Using well established dynamical system theory, the present inventors have plotted a series of so-called Poincare sections, shown in FIG. 2, which allow the motion of particles arising according to this protocol to be viewed stroboscopically at fixed discrete intervals of time. It can be seen from FIG. 2, that when the pumping time T is fairly short (T=0.15 in FIG. 2( a))), several islands appear in a chaotic sea. A simplistic explanation for this is that for small T there is little stretching occurring. Increasing T (to T=0.5 in FIG. 2( b)) creates a flow which appears well-mixed. The cost of this improvement in mixing is the increased energy and time required to run the system for longer pumping times. FIG. 2( c) shows a critical parameter, at which the pumping time is equal to the direct transfer time, T=0.556=TC. Here the centre point of the circle, which is on the direct transfer path for both S1 and S2, returns to the centre point under the action of both source-sink pairs, making the origin a fixed point of the Poincare map. A single island exists surrounding this point at the critical parameter.
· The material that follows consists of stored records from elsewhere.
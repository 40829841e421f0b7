//! Seeded train/test partitioning

use crate::Rng;

/// Shuffle `0..n` with a seeded generator and split it into
/// `(train, test)` index sets
///
/// The test set holds `ceil(test_fraction · n)` indices, clamped so the
/// training set keeps at least one row when `n > 0`.
pub fn train_test_split(n: usize, test_fraction: f64, seed: u64) -> (Vec<usize>, Vec<usize>) {
    let mut indices: Vec<usize> = (0..n).collect();
    Rng::new(seed).shuffle(&mut indices);

    let n_test = ((test_fraction * n as f64).ceil() as usize).min(n.saturating_sub(1));
    let train = indices.split_off(n_test);

    (train, indices)
}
On increasing T, the central island increases in size, before splitting in two, forming a pair of islands, as in FIG. 2( d), for T=0.6. Increasing T further results in a well-mixed domain again, similar to FIG. 2( a). The central island returns for T=2τ_c, and for T=nτ_c, for all integers n. For each of these integers, the same pattern of the central island growing and then splitting into a pair of islands occurs.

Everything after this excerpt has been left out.